(Records from a collection)
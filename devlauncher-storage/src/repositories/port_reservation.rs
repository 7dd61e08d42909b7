//! Port reservation repository implementation

use crate::{Error, Result};
use chrono::{DateTime, Utc};
use devlauncher_core::PortReservation;
use sqlx::{FromRow, Pool, Sqlite};
use tracing::{debug, info};

/// Column that makes port numbers globally unique
pub const PORT_NUMBER_COLUMN: &str = "port_reservations.port_number";

#[derive(Debug, FromRow)]
struct ReservationRow {
    slug: String,
    template: String,
    port_name: String,
    port_number: i64,
    created_at: String,
}

impl TryFrom<ReservationRow> for PortReservation {
    type Error = Error;

    fn try_from(row: ReservationRow) -> Result<Self> {
        let port_number = u16::try_from(row.port_number).map_err(|_| {
            Error::Internal(anyhow::anyhow!(
                "Stored port number {} is out of range",
                row.port_number
            ))
        })?;
        Ok(PortReservation {
            slug: row.slug,
            template: row.template,
            port_name: row.port_name,
            port_number,
            created_at: parse_timestamp(&row.created_at)?,
        })
    }
}

pub(crate) fn parse_timestamp(value: &str) -> Result<DateTime<Utc>> {
    DateTime::parse_from_rfc3339(value)
        .map(|dt| dt.with_timezone(&Utc))
        .map_err(|e| Error::Internal(anyhow::anyhow!("Invalid timestamp '{}': {}", value, e)))
}

const SELECT_COLUMNS: &str =
    "SELECT slug, template, port_name, port_number, created_at FROM port_reservations";

/// Repository for port reservations
pub struct PortReservationRepository {
    pool: Pool<Sqlite>,
}

impl PortReservationRepository {
    /// Create a new port reservation repository
    pub fn new(pool: Pool<Sqlite>) -> Self {
        Self { pool }
    }

    /// Insert a reservation
    ///
    /// Fails with [`Error::UniqueViolation`] when either the port number or the
    /// `(slug, template, port_name)` triple is already taken.
    pub async fn insert(
        &self,
        slug: &str,
        template: &str,
        port_name: &str,
        port_number: u16,
    ) -> Result<PortReservation> {
        debug!(slug, template, port_name, port_number, "Inserting port reservation");

        let created_at = Utc::now();
        sqlx::query(
            r#"
            INSERT INTO port_reservations (slug, template, port_name, port_number, created_at)
            VALUES (?1, ?2, ?3, ?4, ?5)
            "#,
        )
        .bind(slug)
        .bind(template)
        .bind(port_name)
        .bind(i64::from(port_number))
        .bind(created_at.to_rfc3339())
        .execute(&self.pool)
        .await
        .map_err(Error::from_query)?;

        Ok(PortReservation {
            slug: slug.to_string(),
            template: template.to_string(),
            port_name: port_name.to_string(),
            port_number,
            created_at,
        })
    }

    /// Find the reservation of one `(slug, template, port_name)` triple
    pub async fn find(
        &self,
        slug: &str,
        template: &str,
        port_name: &str,
    ) -> Result<Option<PortReservation>> {
        let row: Option<ReservationRow> = sqlx::query_as(&format!(
            "{} WHERE slug = ?1 AND template = ?2 AND port_name = ?3",
            SELECT_COLUMNS
        ))
        .bind(slug)
        .bind(template)
        .bind(port_name)
        .fetch_optional(&self.pool)
        .await?;

        row.map(PortReservation::try_from).transpose()
    }

    /// Find whichever reservation holds a port number
    pub async fn find_by_port(&self, port_number: u16) -> Result<Option<PortReservation>> {
        let row: Option<ReservationRow> =
            sqlx::query_as(&format!("{} WHERE port_number = ?1", SELECT_COLUMNS))
                .bind(i64::from(port_number))
                .fetch_optional(&self.pool)
                .await?;

        row.map(PortReservation::try_from).transpose()
    }

    pub async fn is_reserved(&self, port_number: u16) -> Result<bool> {
        Ok(self.find_by_port(port_number).await?.is_some())
    }

    /// List reservations ordered by port number, optionally for one slug
    pub async fn list(&self, slug: Option<&str>) -> Result<Vec<PortReservation>> {
        let rows: Vec<ReservationRow> = match slug {
            Some(slug) => {
                sqlx::query_as(&format!(
                    "{} WHERE slug = ?1 ORDER BY port_number ASC",
                    SELECT_COLUMNS
                ))
                .bind(slug)
                .fetch_all(&self.pool)
                .await?
            }
            None => {
                sqlx::query_as(&format!("{} ORDER BY port_number ASC", SELECT_COLUMNS))
                    .fetch_all(&self.pool)
                    .await?
            }
        };

        rows.into_iter().map(PortReservation::try_from).collect()
    }

    /// Delete every reservation of one slug, returning the number removed
    pub async fn delete_by_slug(&self, slug: &str) -> Result<u64> {
        let result = sqlx::query("DELETE FROM port_reservations WHERE slug = ?1")
            .bind(slug)
            .execute(&self.pool)
            .await?;

        info!(slug, count = result.rows_affected(), "Deleted port reservations");
        Ok(result.rows_affected())
    }

    /// Count reservations
    pub async fn count(&self) -> Result<i64> {
        let (count,): (i64,) = sqlx::query_as("SELECT COUNT(*) FROM port_reservations")
            .fetch_one(&self.pool)
            .await?;
        Ok(count)
    }
}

→ **WORK INSTRUCTIONS**:
Repeat the data in its entirety, character for character.

→ **RESULT OF THE EXERCISE**:
filename devlauncher-storage/src/repositories/port_reservation.rs
repository 7dd61e08d42909b7
//! Port reservation repository implementation

use crate::{Error, Result};
use chrono::{DateTime, Utc};
use devlauncher_core::PortReservation;
use sqlx::{FromRow, Pool, Sqlite};
use tracing::{debug, info};

/// Column that makes port numbers globally unique
pub const PORT_NUMBER_COLUMN: &str = "port_reservations.port_number";

#[derive(Debug, FromRow)]
struct ReservationRow {
    slug: String,
    template: String,
    port_name: String,
    port_number: i64,
    created_at: String,
}

impl TryFrom<ReservationRow> for PortReservation {
    type Error = Error;

    fn try_from(row: ReservationRow) -> Result<Self> {
        let port_number = u16::try_from(row.port_number).map_err(|_| {
            Error::Internal(anyhow::anyhow!(
                "Stored port number {} is out of range",
                row.port_number
            ))
        })?;
        Ok(PortReservation {
            slug: row.slug,
            template: row.template,
            port_name: row.port_name,
            port_number,
            created_at: parse_timestamp(&row.created_at)?,
        })
    }
}

pub(crate) fn parse_timestamp(value: &str) -> Result<DateTime<Utc>> {
    DateTime::parse_from_rfc3339(value)
        .map(|dt| dt.with_timezone(&Utc))
        .map_err(|e| Error::Internal(anyhow::anyhow!("Invalid timestamp '{}': {}", value, e)))
}

const SELECT_COLUMNS: &str =
    "SELECT slug, template, port_name, port_number, created_at FROM port_reservations";

/// Repository for port reservations
pub struct PortReservationRepository {
    pool: Pool<Sqlite>,
}

impl PortReservationRepository {
    /// Create a new port reservation repository
    pub fn new(pool: Pool<Sqlite>) -> Self {
        Self { pool }
    }

    /// Insert a reservation
    ///
    /// Fails with [`Error::UniqueViolation`] when either the port number or the
    /// `(slug, template, port_name)` triple is already taken.
    pub async fn insert(
        &self,
        slug: &str,
        template: &str,
        port_name: &str,
        port_number: u16,
    ) -> Result<PortReservation> {
        debug!(slug, template, port_name, port_number, "Inserting port reservation");

        let created_at = Utc::now();
        sqlx::query(
            r#"
            INSERT INTO port_reservations (slug, template, port_name, port_number, created_at)
            VALUES (?1, ?2, ?3, ?4, ?5)
            "#,
        )
        .bind(slug)
        .bind(template)
        .bind(port_name)
        .bind(i64::from(port_number))
        .bind(created_at.to_rfc3339())
        .execute(&self.pool)
        .await
        .map_err(Error::from_query)?;

        Ok(PortReservation {
            slug: slug.to_string(),
            template: template.to_string(),
            port_name: port_name.to_string(),
            port_number,
            created_at,
        })
    }

    /// Find the reservation of one `(slug, template, port_name)` triple
    pub async fn find(
        &self,
        slug: &str,
        template: &str,
        port_name: &str,
    ) -> Result<Option<PortReservation>> {
        let row: Option<ReservationRow> = sqlx::query_as(&format!(
            "{} WHERE slug = ?1 AND template = ?2 AND port_name = ?3",
            SELECT_COLUMNS
        ))
        .bind(slug)
        .bind(template)
        .bind(port_name)
        .fetch_optional(&self.pool)
        .await?;

        row.map(PortReservation::try_from).transpose()
    }

    /// Find whichever reservation holds a port number
    pub async fn find_by_port(&self, port_number: u16) -> Result<Option<PortReservation>> {
        let row: Option<ReservationRow> =
            sqlx::query_as(&format!("{} WHERE port_number = ?1", SELECT_COLUMNS))
                .bind(i64::from(port_number))
                .fetch_optional(&self.pool)
                .await?;

        row.map(PortReservation::try_from).transpose()
    }

    pub async fn is_reserved(&self, port_number: u16) -> Result<bool> {
        Ok(self.find_by_port(port_number).await?.is_some())
    }

    /// List reservations ordered by port number, optionally for one slug
    pub async fn list(&self, slug: Option<&str>) -> Result<Vec<PortReservation>> {
        let rows: Vec<ReservationRow> = match slug {
            Some(slug) => {
                sqlx::query_as(&format!(
                    "{} WHERE slug = ?1 ORDER BY port_number ASC",
                    SELECT_COLUMNS
                ))
                .bind(slug)
                .fetch_all(&self.pool)
                .await?
            }
            None => {
                sqlx::query_as(&format!("{} ORDER BY port_number ASC", SELECT_COLUMNS))
                    .fetch_all(&self.pool)
                    .await?
            }
        };

        rows.into_iter().map(PortReservation::try_from).collect()
    }

    /// Delete every reservation of one slug, returning the number removed
    pub async fn delete_by_slug(&self, slug: &str) -> Result<u64> {
        let result = sqlx::query("DELETE FROM port_reservations WHERE slug = ?1")
            .bind(slug)
            .execute(&self.pool)
            .await?;

        info!(slug, count = result.rows_affected(), "Deleted port reservations");
        Ok(result.rows_affected())
    }

    /// Count reservations
    pub async fn count(&self) -> Result<i64> {
        let (count,): (i64,) = sqlx::query_as("SELECT COUNT(*) FROM port_reservations")
            .fetch_one(&self.pool)
            .await?;
        Ok(count)
    }
}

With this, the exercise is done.